WHAT YOU SHOULD DO | Transcribe the data exactly. Leave nothing out.
*** TASK DATA ***
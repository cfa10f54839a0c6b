//! Evaluation of condition trees

use super::path::lookup;
use super::{Condition, EvaluationMode};
use regex::Regex;
use serde_json::Value;
use std::cmp::Ordering;
use thiserror::Error;

/// Problems found while evaluating a condition in strict mode
#[derive(Debug, Clone, PartialEq, Error)]
pub enum ConditionError {
    #[error("field '{field}' not found in context")]
    MissingField { field: String },

    #[error("unsupported operator '{operator}'")]
    UnsupportedOperator { operator: String },

    #[error("operator '{operator}' requires {operand}")]
    MissingOperand {
        operator: String,
        operand: &'static str,
    },

    #[error("type mismatch for '{operator}': {message}")]
    TypeMismatch { operator: String, message: String },

    #[error("invalid pattern '{pattern}': {message}")]
    InvalidPattern { pattern: String, message: String },
}

/// Supported operators
#[derive(Debug, Clone, Copy, PartialEq, Eq)]
pub enum Operator {
    Eq,
    Neq,
    Gt,
    Gte,
    Lt,
    Lte,
    Contains,
    StartsWith,
    EndsWith,
    In,
    NotIn,
    Matches,
    Exists,
    And,
    Or,
    Not,
}

impl Operator {
    /// Parse an operator name; camelCase and snake_case are both accepted
    pub fn parse(name: &str) -> Option<Self> {
        let op = match name.trim() {
            "eq" | "==" => Self::Eq,
            "neq" | "ne" | "!=" => Self::Neq,
            "gt" | ">" => Self::Gt,
            "gte" | ">=" => Self::Gte,
            "lt" | "<" => Self::Lt,
            "lte" | "<=" => Self::Lte,
            "contains" => Self::Contains,
            "startsWith" | "starts_with" => Self::StartsWith,
            "endsWith" | "ends_with" => Self::EndsWith,
            "in" => Self::In,
            "notIn" | "not_in" => Self::NotIn,
            "matches" => Self::Matches,
            "exists" => Self::Exists,
            "and" => Self::And,
            "or" => Self::Or,
            "not" => Self::Not,
            _ => return None,
        };
        Some(op)
    }
}

/// Evaluate a condition against a context
///
/// In lenient mode any evaluation problem turns the whole condition into
/// `false`; in strict mode it is returned as an error.
pub fn evaluate(
    condition: &Condition,
    context: &Value,
    mode: EvaluationMode,
) -> Result<bool, ConditionError> {
    match (eval_node(condition, context), mode) {
        (Ok(result), _) => Ok(result),
        (Err(e), EvaluationMode::Strict) => Err(e),
        (Err(e), EvaluationMode::Lenient) => {
            tracing::debug!(error = %e, "Lenient condition treated as false");
            Ok(false)
        }
    }
}

fn eval_node(condition: &Condition, context: &Value) -> Result<bool, ConditionError> {
    let operator = Operator::parse(&condition.operator).ok_or_else(|| {
        ConditionError::UnsupportedOperator {
            operator: condition.operator.clone(),
        }
    })?;

    match operator {
        Operator::And => {
            for child in &condition.conditions {
                if !eval_node(child, context)? {
                    return Ok(false);
                }
            }
            Ok(true)
        }
        Operator::Or => {
            for child in &condition.conditions {
                if eval_node(child, context)? {
                    return Ok(true);
                }
            }
            Ok(false)
        }
        Operator::Not => match condition.conditions.as_slice() {
            [child] => Ok(!eval_node(child, context)?),
            _ => Err(ConditionError::MissingOperand {
                operator: condition.operator.clone(),
                operand: "exactly one child condition",
            }),
        },
        Operator::Exists => {
            let field = require_field(condition)?;
            Ok(lookup(context, field).is_some_and(|v| !v.is_null()))
        }
        _ => {
            let field = require_field(condition)?;
            let actual = lookup(context, field).ok_or_else(|| ConditionError::MissingField {
                field: field.to_string(),
            })?;
            let expected = condition
                .value
                .as_ref()
                .ok_or_else(|| ConditionError::MissingOperand {
                    operator: condition.operator.clone(),
                    operand: "a value",
                })?;
            compare(operator, &condition.operator, actual, expected)
        }
    }
}

fn require_field(condition: &Condition) -> Result<&str, ConditionError> {
    condition
        .field
        .as_deref()
        .ok_or_else(|| ConditionError::MissingOperand {
            operator: condition.operator.clone(),
            operand: "a field",
        })
}

fn compare(
    operator: Operator,
    name: &str,
    actual: &Value,
    expected: &Value,
) -> Result<bool, ConditionError> {
    let mismatch = |message: String| ConditionError::TypeMismatch {
        operator: name.to_string(),
        message,
    };

    match operator {
        Operator::Eq => Ok(values_equal(actual, expected)),
        Operator::Neq => Ok(!values_equal(actual, expected)),
        Operator::Gt | Operator::Gte | Operator::Lt | Operator::Lte => {
            let ordering = order(actual, expected).ok_or_else(|| {
                mismatch(format!(
                    "cannot order {} against {}",
                    type_name(actual),
                    type_name(expected)
                ))
            })?;
            Ok(match operator {
                Operator::Gt => ordering == Ordering::Greater,
                Operator::Gte => ordering != Ordering::Less,
                Operator::Lt => ordering == Ordering::Less,
                _ => ordering != Ordering::Greater,
            })
        }
        Operator::Contains => match (actual, expected) {
            (Value::String(haystack), Value::String(needle)) => Ok(haystack.contains(needle.as_str())),
            (Value::Array(items), needle) => Ok(items.iter().any(|i| values_equal(i, needle))),
            _ => Err(mismatch(format!(
                "field is {}, expected string or array",
                type_name(actual)
            ))),
        },
        Operator::StartsWith | Operator::EndsWith | Operator::Matches => {
            let (Value::String(text), Value::String(pattern)) = (actual, expected) else {
                return Err(mismatch(format!(
                    "expected strings, got {} and {}",
                    type_name(actual),
                    type_name(expected)
                )));
            };
            match operator {
                Operator::StartsWith => Ok(text.starts_with(pattern.as_str())),
                Operator::EndsWith => Ok(text.ends_with(pattern.as_str())),
                _ => {
                    let re = Regex::new(pattern).map_err(|e| ConditionError::InvalidPattern {
                        pattern: pattern.clone(),
                        message: e.to_string(),
                    })?;
                    Ok(re.is_match(text))
                }
            }
        }
        Operator::In | Operator::NotIn => {
            let Value::Array(candidates) = expected else {
                return Err(mismatch(format!(
                    "value must be an array, got {}",
                    type_name(expected)
                )));
            };
            let found = candidates.iter().any(|c| values_equal(actual, c));
            Ok(if operator == Operator::In { found } else { !found })
        }
        Operator::Exists | Operator::And | Operator::Or | Operator::Not => {
            unreachable!("handled in eval_node")
        }
    }
}

/// Equality with numeric normalisation, so `18 == 18.0`
fn values_equal(a: &Value, b: &Value) -> bool {
    match (a.as_f64(), b.as_f64()) {
        (Some(x), Some(y)) if a.is_number() && b.is_number() => x == y,
        _ => a == b,
    }
}

fn order(a: &Value, b: &Value) -> Option<Ordering> {
    match (a, b) {
        (Value::Number(x), Value::Number(y)) => x.as_f64()?.partial_cmp(&y.as_f64()?),
        (Value::String(x), Value::String(y)) => Some(x.cmp(y)),
        _ => None,
    }
}

fn type_name(value: &Value) -> &'static str {
    match value {
        Value::Null => "null",
        Value::Bool(_) => "boolean",
        Value::Number(_) => "number",
        Value::String(_) => "string",
        Value::Array(_) => "array",
        Value::Object(_) => "object",
    }
}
*** End of TASK DATA ***
RESULT FOR THIS TASK |
repository cfa10f54839a0c6b
//! Evaluation of condition trees

use super::path::lookup;
use super::{Condition, EvaluationMode};
use regex::Regex;
use serde_json::Value;
use std::cmp::Ordering;
use thiserror::Error;

/// Problems found while evaluating a condition in strict mode
#[derive(Debug, Clone, PartialEq, Error)]
pub enum ConditionError {
    #[error("field '{field}' not found in context")]
    MissingField { field: String },

    #[error("unsupported operator '{operator}'")]
    UnsupportedOperator { operator: String },

    #[error("operator '{operator}' requires {operand}")]
    MissingOperand {
        operator: String,
        operand: &'static str,
    },

    #[error("type mismatch for '{operator}': {message}")]
    TypeMismatch { operator: String, message: String },

    #[error("invalid pattern '{pattern}': {message}")]
    InvalidPattern { pattern: String, message: String },
}

/// Supported operators
#[derive(Debug, Clone, Copy, PartialEq, Eq)]
pub enum Operator {
    Eq,
    Neq,
    Gt,
    Gte,
    Lt,
    Lte,
    Contains,
    StartsWith,
    EndsWith,
    In,
    NotIn,
    Matches,
    Exists,
    And,
    Or,
    Not,
}

impl Operator {
    /// Parse an operator name; camelCase and snake_case are both accepted
    pub fn parse(name: &str) -> Option<Self> {
        let op = match name.trim() {
            "eq" | "==" => Self::Eq,
            "neq" | "ne" | "!=" => Self::Neq,
            "gt" | ">" => Self::Gt,
            "gte" | ">=" => Self::Gte,
            "lt" | "<" => Self::Lt,
            "lte" | "<=" => Self::Lte,
            "contains" => Self::Contains,
            "startsWith" | "starts_with" => Self::StartsWith,
            "endsWith" | "ends_with" => Self::EndsWith,
            "in" => Self::In,
            "notIn" | "not_in" => Self::NotIn,
            "matches" => Self::Matches,
            "exists" => Self::Exists,
            "and" => Self::And,
            "or" => Self::Or,
            "not" => Self::Not,
            _ => return None,
        };
        Some(op)
    }
}

/// Evaluate a condition against a context
///
/// In lenient mode any evaluation problem turns the whole condition into
/// `false`; in strict mode it is returned as an error.
pub fn evaluate(
    condition: &Condition,
    context: &Value,
    mode: EvaluationMode,
) -> Result<bool, ConditionError> {
    match (eval_node(condition, context), mode) {
        (Ok(result), _) => Ok(result),
        (Err(e), EvaluationMode::Strict) => Err(e),
        (Err(e), EvaluationMode::Lenient) => {
            tracing::debug!(error = %e, "Lenient condition treated as false");
            Ok(false)
        }
    }
}

fn eval_node(condition: &Condition, context: &Value) -> Result<bool, ConditionError> {
    let operator = Operator::parse(&condition.operator).ok_or_else(|| {
        ConditionError::UnsupportedOperator {
            operator: condition.operator.clone(),
        }
    })?;

    match operator {
        Operator::And => {
            for child in &condition.conditions {
                if !eval_node(child, context)? {
                    return Ok(false);
                }
            }
            Ok(true)
        }
        Operator::Or => {
            for child in &condition.conditions {
                if eval_node(child, context)? {
                    return Ok(true);
                }
            }
            Ok(false)
        }
        Operator::Not => match condition.conditions.as_slice() {
            [child] => Ok(!eval_node(child, context)?),
            _ => Err(ConditionError::MissingOperand {
                operator: condition.operator.clone(),
                operand: "exactly one child condition",
            }),
        },
        Operator::Exists => {
            let field = require_field(condition)?;
            Ok(lookup(context, field).is_some_and(|v| !v.is_null()))
        }
        _ => {
            let field = require_field(condition)?;
            let actual = lookup(context, field).ok_or_else(|| ConditionError::MissingField {
                field: field.to_string(),
            })?;
            let expected = condition
                .value
                .as_ref()
                .ok_or_else(|| ConditionError::MissingOperand {
                    operator: condition.operator.clone(),
                    operand: "a value",
                })?;
            compare(operator, &condition.operator, actual, expected)
        }
    }
}

fn require_field(condition: &Condition) -> Result<&str, ConditionError> {
    condition
        .field
        .as_deref()
        .ok_or_else(|| ConditionError::MissingOperand {
            operator: condition.operator.clone(),
            operand: "a field",
        })
}

fn compare(
    operator: Operator,
    name: &str,
    actual: &Value,
    expected: &Value,
) -> Result<bool, ConditionError> {
    let mismatch = |message: String| ConditionError::TypeMismatch {
        operator: name.to_string(),
        message,
    };

    match operator {
        Operator::Eq => Ok(values_equal(actual, expected)),
        Operator::Neq => Ok(!values_equal(actual, expected)),
        Operator::Gt | Operator::Gte | Operator::Lt | Operator::Lte => {
            let ordering = order(actual, expected).ok_or_else(|| {
                mismatch(format!(
                    "cannot order {} against {}",
                    type_name(actual),
                    type_name(expected)
                ))
            })?;
            Ok(match operator {
                Operator::Gt => ordering == Ordering::Greater,
                Operator::Gte => ordering != Ordering::Less,
                Operator::Lt => ordering == Ordering::Less,
                _ => ordering != Ordering::Greater,
            })
        }
        Operator::Contains => match (actual, expected) {
            (Value::String(haystack), Value::String(needle)) => Ok(haystack.contains(needle.as_str())),
            (Value::Array(items), needle) => Ok(items.iter().any(|i| values_equal(i, needle))),
            _ => Err(mismatch(format!(
                "field is {}, expected string or array",
                type_name(actual)
            ))),
        },
        Operator::StartsWith | Operator::EndsWith | Operator::Matches => {
            let (Value::String(text), Value::String(pattern)) = (actual, expected) else {
                return Err(mismatch(format!(
                    "expected strings, got {} and {}",
                    type_name(actual),
                    type_name(expected)
                )));
            };
            match operator {
                Operator::StartsWith => Ok(text.starts_with(pattern.as_str())),
                Operator::EndsWith => Ok(text.ends_with(pattern.as_str())),
                _ => {
                    let re = Regex::new(pattern).map_err(|e| ConditionError::InvalidPattern {
                        pattern: pattern.clone(),
                        message: e.to_string(),
                    })?;
                    Ok(re.is_match(text))
                }
            }
        }
        Operator::In | Operator::NotIn => {
            let Value::Array(candidates) = expected else {
                return Err(mismatch(format!(
                    "value must be an array, got {}",
                    type_name(expected)
                )));
            };
            let found = candidates.iter().any(|c| values_equal(actual, c));
            Ok(if operator == Operator::In { found } else { !found })
        }
        Operator::Exists | Operator::And | Operator::Or | Operator::Not => {
            unreachable!("handled in eval_node")
        }
    }
}

/// Equality with numeric normalisation, so `18 == 18.0`
fn values_equal(a: &Value, b: &Value) -> bool {
    match (a.as_f64(), b.as_f64()) {
        (Some(x), Some(y)) if a.is_number() && b.is_number() => x == y,
        _ => a == b,
    }
}

fn order(a: &Value, b: &Value) -> Option<Ordering> {
    match (a, b) {
        (Value::Number(x), Value::Number(y)) => x.as_f64()?.partial_cmp(&y.as_f64()?),
        (Value::String(x), Value::String(y)) => Some(x.cmp(y)),
        _ => None,
    }
}

fn type_name(value: &Value) -> &'static str {
    match value {
        Value::Null => "null",
        Value::Bool(_) => "boolean",
        Value::Number(_) => "number",
        Value::String(_) => "string",
        Value::Array(_) => "array",
        Value::Object(_) => "object",
    }
}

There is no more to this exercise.